> [PROBLEM STATEMENT] The word "pointlist" marks the lines to keep; find each one in the data and copy it.

> [SUPPLIED MATERIAL]
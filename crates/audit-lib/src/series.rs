//! Lenient decoding of metrics query responses
//!
//! The provider returns `{ series: [ { scope, pointlist: [[ts, value], ...] } ] }`.
//! Entries missing fields or carrying malformed points are absorbed as empty
//! data instead of failing the whole response.

use crate::models::{DataPoint, RawSeries};
use serde::{Deserialize, Deserializer, Serialize};
use serde_json::Value;
use tracing::{debug, warn};

/// Raw body of a metrics query
#[derive(Debug, Clone, Default, Serialize, Deserialize)]
pub struct QueryResponse {
    #[serde(default, skip_serializing_if = "Option::is_none")]
    pub status: Option<String>,
    #[serde(default, skip_serializing_if = "Option::is_none")]
    pub error: Option<String>,
    #[serde(default, deserialize_with = "null_as_empty")]
    pub series: Vec<Value>,
}

fn null_as_empty<'de, D>(deserializer: D) -> std::result::Result<Vec<Value>, D::Error>
where
    D: Deserializer<'de>,
{
    Ok(Option::<Vec<Value>>::deserialize(deserializer)?.unwrap_or_default())
}

impl QueryResponse {
    /// Error message when the provider reported a failed query in a 2xx body
    pub fn failure(&self) -> Option<String> {
        match self.status.as_deref() {
            Some("error") => Some(
                self.error
                    .clone()
                    .unwrap_or_else(|| "query returned error status".to_string()),
            ),
            _ => None,
        }
    }

    /// Decode every series entry, stripping `<tag>:` from the scope
    pub fn into_series(self, tag: &str) -> Vec<RawSeries> {
        let prefix = format!("{}:", tag);
        self.series
            .iter()
            .map(|entry| decode_series(entry, &prefix))
            .collect()
    }
}

/// Strip the scope prefix; scopes without it are kept verbatim
///
/// Only a leading prefix is removed. Occurrences later in the scope are part
/// of the resource name, unlike a global substring replace.
pub fn strip_scope<'a>(scope: &'a str, prefix: &str) -> &'a str {
    scope.strip_prefix(prefix).unwrap_or(scope)
}

fn decode_series(entry: &Value, prefix: &str) -> RawSeries {
    let scope = match entry.get("scope").and_then(Value::as_str) {
        Some(scope) => scope,
        None => {
            warn!("Series entry without scope, treating as empty");
            ""
        }
    };
    let resource_key = strip_scope(scope, prefix).to_string();

    let points: Vec<DataPoint> = match entry.get("pointlist").and_then(Value::as_array) {
        Some(raw) => raw.iter().filter_map(decode_point).collect(),
        None => {
            warn!(resource = %resource_key, "Series entry without pointlist, treating as empty");
            Vec::new()
        }
    };

    debug!(resource = %resource_key, points = points.len(), "Decoded series");
    RawSeries::new(resource_key, points)
}

fn decode_point(raw: &Value) -> Option<DataPoint> {
    let pair = raw.as_array()?;
    let timestamp = pair.first()?.as_f64()?;
    let value = pair.get(1).and_then(Value::as_f64);
    Some(DataPoint::new(timestamp as i64, value))
}
//! Usage pattern and trend labelling

use crate::models::{DataPoint, HitTrend, RawSeries, UsagePattern, UsageRecord};

/// Share of sampled days that must be active for a resource to be consistent
pub const CONSISTENT_RATIO: f64 = 0.7;

/// Minimum active points before a trend is reported
const MIN_TREND_POINTS: usize = 3;

/// Label a record using the series it was aggregated from
pub fn classify(record: UsageRecord, series: &RawSeries) -> UsageRecord {
    let active = series.active_points();
    UsageRecord {
        usage_pattern: usage_pattern(series.points.len(), active.len()),
        hit_trend: hit_trend(&active),
        ..record
    }
}

/// `Consistent` when strictly more than 70% of samples are active
pub fn usage_pattern(sample_count: usize, active_count: usize) -> UsagePattern {
    if active_count as f64 > CONSISTENT_RATIO * sample_count as f64 {
        UsagePattern::Consistent
    } else {
        UsagePattern::Sporadic
    }
}

/// Compare the first and last active values; `active` must be timestamp-ordered
pub fn hit_trend(active: &[DataPoint]) -> HitTrend {
    if active.len() < MIN_TREND_POINTS {
        return HitTrend::Stable;
    }

    let first = active.first().and_then(|p| p.value);
    let last = active.last().and_then(|p| p.value);
    match (first, last) {
        (Some(first), Some(last)) if last > first => HitTrend::Increasing,
        (Some(first), Some(last)) if last < first => HitTrend::Decreasing,
        _ => HitTrend::Stable,
    }
}
//! Endpoint Audit CLI
//!
//! Finds API endpoints that served traffic over a historical window but went
//! silent recently, and writes a ranked report for deprecation review.

mod client;
mod commands;
mod config;
mod output;

use anyhow::Result;
use audit_lib::Credentials;
use chrono::Utc;
use clap::{Parser, Subcommand};
use commands::{report, windows, QueryArgs};
use std::path::PathBuf;
use std::time::Duration;
use tracing::info;
use tracing_subscriber::{fmt, prelude::*, EnvFilter};

/// Endpoint Audit CLI
#[derive(Parser)]
#[command(name = "endpoint-audit")]
#[command(author, version, long_about = None)]
#[command(about = "Find API endpoints with no recent traffic (Endpoint Audit)")]
pub struct Cli {
    /// Metrics API URL (can also be set via DD_API_URL env var)
    #[arg(long, env = "DD_API_URL")]
    pub api_url: Option<String>,

    /// Path to the config file (defaults to ~/.config/endpoint-audit/config.json)
    #[arg(long, env = "ENDPOINT_AUDIT_CONFIG")]
    pub config: Option<PathBuf>,

    /// Output format
    #[arg(long, short, default_value = "table")]
    pub format: output::OutputFormat,

    /// Enable verbose output
    #[arg(long, short)]
    pub verbose: bool,

    /// Emit logs as JSON
    #[arg(long)]
    pub log_json: bool,

    #[command(subcommand)]
    pub command: Commands,
}

#[derive(Subcommand)]
pub enum Commands {
    /// Fetch metrics and write the inactive endpoint report
    Report {
        /// Provider API key
        #[arg(long, env = "DD_API_KEY", hide_env_values = true)]
        api_key: Option<String>,

        /// Provider application key
        #[arg(long, env = "DD_APP_KEY", hide_env_values = true)]
        app_key: Option<String>,

        #[command(flatten)]
        query: QueryArgs,

        /// Report file path (overrides --output-dir)
        #[arg(long, short)]
        output: Option<PathBuf>,

        /// Directory for the generated report file
        #[arg(long)]
        output_dir: Option<PathBuf>,

        /// Header row language of the report file
        #[arg(long, default_value = "en")]
        headers: output::HeaderLanguage,

        /// Show at most this many rows on screen
        #[arg(long)]
        limit: Option<usize>,

        /// HTTP request timeout in seconds [default: 30]
        #[arg(long)]
        timeout: Option<u64>,
    },

    /// Show the query windows and queries without fetching anything
    Windows {
        #[command(flatten)]
        query: QueryArgs,
    },
}

const DEFAULT_API_URL: &str = "https://api.datadoghq.com";

#[tokio::main]
async fn main() -> Result<()> {
    let cli = Cli::parse();
    init_tracing(cli.verbose, cli.log_json);

    let file_config = match &cli.config {
        Some(path) => config::Config::load_from(path)?,
        None => config::Config::load()?,
    };
    let now = Utc::now();

    match cli.command {
        Commands::Report {
            api_key,
            app_key,
            query,
            output,
            output_dir,
            headers,
            limit,
            timeout,
        } => {
            let credentials = match Credentials::new(api_key, app_key) {
                Ok(credentials) => credentials,
                Err(e) => {
                    output::print_error(&e.to_string());
                    output::print_info(
                        "Set DD_API_KEY and DD_APP_KEY, or pass --api-key/--app-key",
                    );
                    return Err(e.into());
                }
            };

            let (audit, offset) = query.resolve(&file_config, now)?;
            let api_url = cli
                .api_url
                .or(file_config.api_url.clone())
                .unwrap_or_else(|| DEFAULT_API_URL.to_string());
            let timeout = timeout
                .or(file_config.timeout_secs)
                .unwrap_or(config::DEFAULT_TIMEOUT_SECS);

            info!(%api_url, timeout_secs = timeout, "Starting audit");
            let client =
                client::ApiClient::new(&api_url, credentials, Duration::from_secs(timeout))?;

            let options = report::ReportOptions {
                path: output::report_path(
                    output,
                    output_dir.or(file_config.output_dir.clone()),
                    now,
                    offset,
                ),
                headers,
                offset,
                limit,
            };
            report::run_report(&client, &audit, &options, cli.format).await?;
        }
        Commands::Windows { query } => {
            let (audit, offset) = query.resolve(&file_config, now)?;
            windows::show_windows(&audit, offset, cli.format)?;
        }
    }

    Ok(())
}

/// Logs go to stderr so stdout stays clean for tables and JSON
fn init_tracing(verbose: bool, json: bool) {
    let default_level = if verbose { "debug" } else { "warn" };
    let filter =
        EnvFilter::try_from_default_env().unwrap_or_else(|_| EnvFilter::new(default_level));
    let registry = tracing_subscriber::registry().with(filter);

    if json {
        registry
            .with(fmt::layer().json().with_writer(std::io::stderr))
            .init();
    } else {
        registry
            .with(fmt::layer().with_writer(std::io::stderr))
            .init();
    }
}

> [ANSWER SECTION]
//! The provider returns `{ series: [ { scope, pointlist: [[ts, value], ...] } ] }`.
    let points: Vec<DataPoint> = match entry.get("pointlist").and_then(Value::as_array) {
            warn!(resource = %resource_key, "Series entry without pointlist, treating as empty");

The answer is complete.